Abstract The successful use of allogeneic blood and marrow transplantation (BMT) in the treatment of hematological malignancies is hampered by the fact that many donor T cells responsible for mediating graft-versus-leukemia (GVL) effects are also involved in development of graft-versus-host disease (GVHD). Optimizing outcomes for allo-BMT depends upon successful separation of GVHD and GVL responses. Our work focuses on identifying host reactive and tumor reactive T cells based on TCR Vβ CDR3-size spectratype analysis.
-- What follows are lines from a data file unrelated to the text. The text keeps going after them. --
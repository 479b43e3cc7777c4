//! SQLite-backed `JobRepository` implementation using Diesel.
//!
//! Deleting a catalog entry is delete-orphan: the job's orders go away in
//! the same transaction, matching the ownership the schema declares.

use async_trait::async_trait;
use diesel::prelude::*;

use crate::domain::job::{Job, JobPatch};
use crate::domain::ports::{JobRepository, JobRepositoryError, NewJobRecord};

use super::diesel_error_mapping::map_run_error;
use super::models::{JobChangeset, JobRow, NewJobRow};
use super::pool::{DbPool, RunError, run_blocking};
use super::schema::{jobs, orders};

/// Diesel-backed implementation of the job repository port.
#[derive(Clone)]
pub struct DieselJobRepository {
    pool: DbPool,
}

impl DieselJobRepository {
    /// Create a new repository over the given pool.
    pub fn new(pool: DbPool) -> Self {
        Self { pool }
    }
}

fn map_error(error: RunError) -> JobRepositoryError {
    map_run_error(
        error,
        |_| None,
        JobRepositoryError::query,
        JobRepositoryError::connection,
    )
}

#[async_trait]
impl JobRepository for DieselJobRepository {
    async fn insert(&self, record: NewJobRecord) -> Result<Job, JobRepositoryError> {
        let row = NewJobRow::from(record);
        run_blocking(&self.pool, move |conn| {
            diesel::insert_into(jobs::table)
                .values(&row)
                .get_result::<JobRow>(conn)
        })
        .await
        .map(Job::from)
        .map_err(map_error)
    }

    async fn find_by_id(&self, id: i32) -> Result<Option<Job>, JobRepositoryError> {
        run_blocking(&self.pool, move |conn| {
            jobs::table.find(id).first::<JobRow>(conn).optional()
        })
        .await
        .map(|row| row.map(Job::from))
        .map_err(map_error)
    }

    async fn find_by_ids(&self, ids: &[i32]) -> Result<Vec<Job>, JobRepositoryError> {
        let ids = ids.to_vec();
        run_blocking(&self.pool, move |conn| {
            jobs::table
                .filter(jobs::id.eq_any(ids))
                .order(jobs::id.asc())
                .load::<JobRow>(conn)
        })
        .await
        .map(|rows| rows.into_iter().map(Job::from).collect())
        .map_err(map_error)
    }

    async fn list(&self) -> Result<Vec<Job>, JobRepositoryError> {
        run_blocking(&self.pool, move |conn| {
            jobs::table.order(jobs::id.asc()).load::<JobRow>(conn)
        })
        .await
        .map(|rows| rows.into_iter().map(Job::from).collect())
        .map_err(map_error)
    }

    async fn update(&self, id: i32, patch: JobPatch) -> Result<Option<Job>, JobRepositoryError> {
        let changeset = JobChangeset::from(patch);
        run_blocking(&self.pool, move |conn| {
            diesel::update(jobs::table.find(id))
                .set((&changeset, jobs::updated_at.eq(diesel::dsl::now)))
                .get_result::<JobRow>(conn)
                .optional()
        })
        .await
        .map(|row| row.map(Job::from))
        .map_err(map_error)
    }

    async fn delete_with_orders(&self, id: i32) -> Result<Option<Job>, JobRepositoryError> {
        run_blocking(&self.pool, move |conn| {
            conn.transaction(|conn| {
                let Some(row) = jobs::table.find(id).first::<JobRow>(conn).optional()? else {
                    return Ok(None);
                };
                diesel::delete(orders::table.filter(orders::job_id.eq(id))).execute(conn)?;
                diesel::delete(jobs::table.find(id)).execute(conn)?;
                Ok(Some(row))
            })
        })
        .await
        .map(|row| row.map(Job::from))
        .map_err(map_error)
    }
}
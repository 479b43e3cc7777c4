//! Port for client persistence.

use async_trait::async_trait;

use crate::domain::client::{Client, ClientPatch};

/// Errors raised by client repository adapters.
#[derive(Debug, Clone, PartialEq, Eq, thiserror::Error)]
pub enum ClientRepositoryError {
    /// Repository connection could not be established.
    #[error("client repository connection failed: {message}")]
    Connection { message: String },
    /// Query or mutation failed during execution.
    #[error("client repository query failed: {message}")]
    Query { message: String },
    /// The owning user no longer exists.
    #[error("client references a missing owner: {message}")]
    ForeignKeyViolation { message: String },
    /// Orders still reference the client, so the delete was refused.
    #[error("client still has orders")]
    DependentsExist,
}

impl ClientRepositoryError {
    /// Create a connection error with the given message.
    pub fn connection(message: impl Into<String>) -> Self {
        Self::Connection {
            message: message.into(),
        }
    }

    /// Create a query error with the given message.
    pub fn query(message: impl Into<String>) -> Self {
        Self::Query {
            message: message.into(),
        }
    }

    /// Create a foreign-key violation with the given message.
    pub fn foreign_key_violation(message: impl Into<String>) -> Self {
        Self::ForeignKeyViolation {
            message: message.into(),
        }
    }
}

/// Validated creation record with the owner resolved by the service.
#[derive(Debug, Clone)]
pub struct NewClientRecord {
    pub name: String,
    pub email: String,
    pub phone: String,
    pub company: Option<String>,
    pub address: Option<String>,
    pub notes: String,
    pub user_id: i32,
}

/// Port for client storage.
#[cfg_attr(test, mockall::automock)]
#[async_trait]
pub trait ClientRepository: Send + Sync {
    async fn insert(&self, record: NewClientRecord) -> Result<Client, ClientRepositoryError>;

    async fn find_by_id(&self, id: i32) -> Result<Option<Client>, ClientRepositoryError>;

    async fn find_by_ids(&self, ids: &[i32]) -> Result<Vec<Client>, ClientRepositoryError>;

    async fn list_for_user(&self, user_id: i32) -> Result<Vec<Client>, ClientRepositoryError>;

    /// Apply a validated patch; absent fields stay untouched. Returns the
    /// updated row, or `None` when the id is unknown.
    async fn update(
        &self,
        id: i32,
        patch: ClientPatch,
    ) -> Result<Option<Client>, ClientRepositoryError>;

    /// Delete the client. Returns the pre-delete snapshot, or `None` when
    /// the id is unknown. Fails with
    /// [`ClientRepositoryError::DependentsExist`] if orders still point at
    /// it, backing the service-level guard against concurrent order
    /// creation.
    async fn delete(&self, id: i32) -> Result<Option<Client>, ClientRepositoryError>;
}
In this study, we used a MHC-matched, miHA-mismatched murine model of BMT (B10.BR→CBA) and a CBA-derived myeloid leukemia, MMC6. Previous studies have shown this GVHD model to be mediated by CD4+-independent CD8+ T cells. Here, we show that the Vβ13 family is uniquely skewed in the B10.BR anti-MMC6 CD8+ T cell response. Transplantation of CD8+Vβ13+ T cells at the dose equivalent of 10x106 CD8+ T cells, the dose at which recipient mice develop severe lethal GVHD, did not mediate GVHD or GVL. Increased doses of Vβ13+ T cells led to increased GVL responses, however, recipient mice began to exhibit symptoms of GVHD. Of most interest, when recipients were given MMC6 presensitized Vβ13+ donor T cells, they displayed a significant GVL response in the absence of lethal GVHD. These results indicate that Vβ spectratyping can be used to identify T cells uniquely skewed in GVL responses and suggest that tumor-presensitized T cells can promote GVL in the absence of GVHD.